### Records supplied
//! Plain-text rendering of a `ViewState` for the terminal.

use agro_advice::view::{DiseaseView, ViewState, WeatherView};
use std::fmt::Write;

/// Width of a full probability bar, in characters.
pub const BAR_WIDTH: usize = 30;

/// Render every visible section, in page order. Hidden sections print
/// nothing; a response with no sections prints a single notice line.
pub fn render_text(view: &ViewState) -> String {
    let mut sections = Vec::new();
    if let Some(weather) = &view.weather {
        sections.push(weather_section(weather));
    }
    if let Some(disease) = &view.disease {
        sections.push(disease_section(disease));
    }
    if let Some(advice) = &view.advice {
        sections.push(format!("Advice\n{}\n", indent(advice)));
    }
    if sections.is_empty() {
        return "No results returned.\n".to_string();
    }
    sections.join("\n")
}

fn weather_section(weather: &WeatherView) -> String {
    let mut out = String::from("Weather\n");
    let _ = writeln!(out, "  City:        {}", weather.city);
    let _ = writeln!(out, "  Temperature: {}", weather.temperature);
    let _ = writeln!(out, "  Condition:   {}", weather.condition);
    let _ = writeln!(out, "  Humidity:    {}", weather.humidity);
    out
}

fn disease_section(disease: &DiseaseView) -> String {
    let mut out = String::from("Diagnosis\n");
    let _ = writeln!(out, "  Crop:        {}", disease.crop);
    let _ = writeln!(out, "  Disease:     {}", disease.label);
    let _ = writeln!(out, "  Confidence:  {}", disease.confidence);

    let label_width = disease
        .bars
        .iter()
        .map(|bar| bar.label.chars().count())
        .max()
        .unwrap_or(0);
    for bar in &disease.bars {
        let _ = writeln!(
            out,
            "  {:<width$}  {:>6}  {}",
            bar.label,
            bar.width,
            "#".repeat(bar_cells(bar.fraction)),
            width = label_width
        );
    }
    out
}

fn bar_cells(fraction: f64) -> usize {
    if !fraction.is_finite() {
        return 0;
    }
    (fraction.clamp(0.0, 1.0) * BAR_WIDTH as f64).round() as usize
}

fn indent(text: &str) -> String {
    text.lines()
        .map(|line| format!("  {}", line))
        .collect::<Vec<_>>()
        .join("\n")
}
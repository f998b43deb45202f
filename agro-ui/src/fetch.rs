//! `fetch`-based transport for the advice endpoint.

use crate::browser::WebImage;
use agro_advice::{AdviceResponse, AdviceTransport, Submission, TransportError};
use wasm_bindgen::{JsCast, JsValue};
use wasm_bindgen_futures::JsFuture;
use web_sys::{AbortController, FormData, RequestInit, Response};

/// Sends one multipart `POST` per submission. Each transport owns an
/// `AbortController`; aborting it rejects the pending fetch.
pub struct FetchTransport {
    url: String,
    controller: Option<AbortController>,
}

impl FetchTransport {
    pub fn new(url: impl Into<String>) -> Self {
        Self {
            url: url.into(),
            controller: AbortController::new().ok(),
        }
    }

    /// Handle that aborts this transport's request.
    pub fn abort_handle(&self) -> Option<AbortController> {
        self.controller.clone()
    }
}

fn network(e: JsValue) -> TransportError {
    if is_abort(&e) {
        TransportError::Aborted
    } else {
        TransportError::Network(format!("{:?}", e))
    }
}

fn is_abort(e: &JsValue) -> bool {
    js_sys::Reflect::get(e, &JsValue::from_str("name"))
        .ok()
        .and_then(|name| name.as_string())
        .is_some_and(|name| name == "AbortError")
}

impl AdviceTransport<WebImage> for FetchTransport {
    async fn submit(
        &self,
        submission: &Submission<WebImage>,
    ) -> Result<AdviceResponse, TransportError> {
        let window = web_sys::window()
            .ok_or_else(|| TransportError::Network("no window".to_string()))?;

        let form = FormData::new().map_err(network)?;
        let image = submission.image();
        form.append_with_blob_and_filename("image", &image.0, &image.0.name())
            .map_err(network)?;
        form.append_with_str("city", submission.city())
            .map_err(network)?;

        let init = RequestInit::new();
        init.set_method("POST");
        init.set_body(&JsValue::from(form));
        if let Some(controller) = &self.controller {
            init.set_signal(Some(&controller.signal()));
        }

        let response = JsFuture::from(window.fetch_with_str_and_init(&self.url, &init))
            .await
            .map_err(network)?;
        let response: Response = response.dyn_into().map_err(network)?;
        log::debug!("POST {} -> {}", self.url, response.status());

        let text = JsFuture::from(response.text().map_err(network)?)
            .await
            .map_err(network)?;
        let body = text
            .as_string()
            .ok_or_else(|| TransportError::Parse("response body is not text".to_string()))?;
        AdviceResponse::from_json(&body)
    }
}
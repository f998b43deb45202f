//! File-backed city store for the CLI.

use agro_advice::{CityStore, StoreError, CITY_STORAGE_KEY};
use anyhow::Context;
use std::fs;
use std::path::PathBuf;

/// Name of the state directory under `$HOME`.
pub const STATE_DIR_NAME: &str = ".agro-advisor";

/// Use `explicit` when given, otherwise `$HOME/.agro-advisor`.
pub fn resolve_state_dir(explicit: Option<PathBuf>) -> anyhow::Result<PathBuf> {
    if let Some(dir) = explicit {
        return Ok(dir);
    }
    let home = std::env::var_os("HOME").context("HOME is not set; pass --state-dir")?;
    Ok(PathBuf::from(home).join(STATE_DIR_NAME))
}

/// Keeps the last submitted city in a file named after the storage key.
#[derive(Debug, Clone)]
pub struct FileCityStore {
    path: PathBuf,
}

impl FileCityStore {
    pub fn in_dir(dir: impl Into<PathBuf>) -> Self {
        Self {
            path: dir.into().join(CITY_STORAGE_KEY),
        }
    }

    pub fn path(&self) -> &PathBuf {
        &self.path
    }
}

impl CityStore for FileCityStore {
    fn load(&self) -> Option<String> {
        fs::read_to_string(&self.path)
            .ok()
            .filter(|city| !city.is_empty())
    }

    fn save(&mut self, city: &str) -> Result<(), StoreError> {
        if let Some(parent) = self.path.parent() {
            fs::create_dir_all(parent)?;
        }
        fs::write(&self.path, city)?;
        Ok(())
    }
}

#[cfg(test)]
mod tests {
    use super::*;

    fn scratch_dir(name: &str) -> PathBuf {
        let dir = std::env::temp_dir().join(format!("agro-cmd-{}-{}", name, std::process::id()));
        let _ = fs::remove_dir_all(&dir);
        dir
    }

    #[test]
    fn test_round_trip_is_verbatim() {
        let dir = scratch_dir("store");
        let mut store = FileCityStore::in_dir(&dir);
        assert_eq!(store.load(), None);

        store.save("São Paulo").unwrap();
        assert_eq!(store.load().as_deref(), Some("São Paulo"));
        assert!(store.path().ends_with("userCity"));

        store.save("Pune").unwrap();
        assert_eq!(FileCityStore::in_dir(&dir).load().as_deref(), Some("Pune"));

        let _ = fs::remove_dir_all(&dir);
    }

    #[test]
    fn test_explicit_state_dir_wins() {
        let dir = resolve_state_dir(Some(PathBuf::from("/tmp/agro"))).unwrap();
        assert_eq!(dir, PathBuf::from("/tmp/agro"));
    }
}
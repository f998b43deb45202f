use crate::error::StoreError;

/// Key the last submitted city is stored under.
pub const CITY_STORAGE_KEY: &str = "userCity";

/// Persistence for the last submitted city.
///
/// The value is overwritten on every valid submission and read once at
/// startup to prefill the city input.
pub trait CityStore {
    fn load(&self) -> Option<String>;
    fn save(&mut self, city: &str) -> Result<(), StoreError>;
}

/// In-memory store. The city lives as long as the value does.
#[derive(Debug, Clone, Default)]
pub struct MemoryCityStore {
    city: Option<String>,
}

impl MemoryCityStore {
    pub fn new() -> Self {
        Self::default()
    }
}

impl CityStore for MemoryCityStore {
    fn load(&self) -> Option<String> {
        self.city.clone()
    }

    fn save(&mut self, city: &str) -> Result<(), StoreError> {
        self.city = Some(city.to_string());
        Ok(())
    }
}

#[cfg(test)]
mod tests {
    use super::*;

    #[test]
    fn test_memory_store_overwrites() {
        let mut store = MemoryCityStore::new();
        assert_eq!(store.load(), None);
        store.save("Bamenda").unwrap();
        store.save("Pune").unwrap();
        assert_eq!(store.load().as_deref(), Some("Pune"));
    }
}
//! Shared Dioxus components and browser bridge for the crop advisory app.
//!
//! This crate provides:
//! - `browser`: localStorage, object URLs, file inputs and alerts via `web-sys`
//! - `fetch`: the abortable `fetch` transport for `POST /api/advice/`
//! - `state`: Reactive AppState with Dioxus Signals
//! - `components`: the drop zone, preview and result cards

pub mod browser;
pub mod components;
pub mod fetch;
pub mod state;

### Description of the task
From the first line of the records through the line with "pub const BAR_WIDTH: usize = 30;", retype everything word for word, including both ends.

### Exercise output
//! Plain-text rendering of a `ViewState` for the terminal.

use agro_advice::view::{DiseaseView, ViewState, WeatherView};
use std::fmt::Write;

/// Width of a full probability bar, in characters.
pub const BAR_WIDTH: usize = 30;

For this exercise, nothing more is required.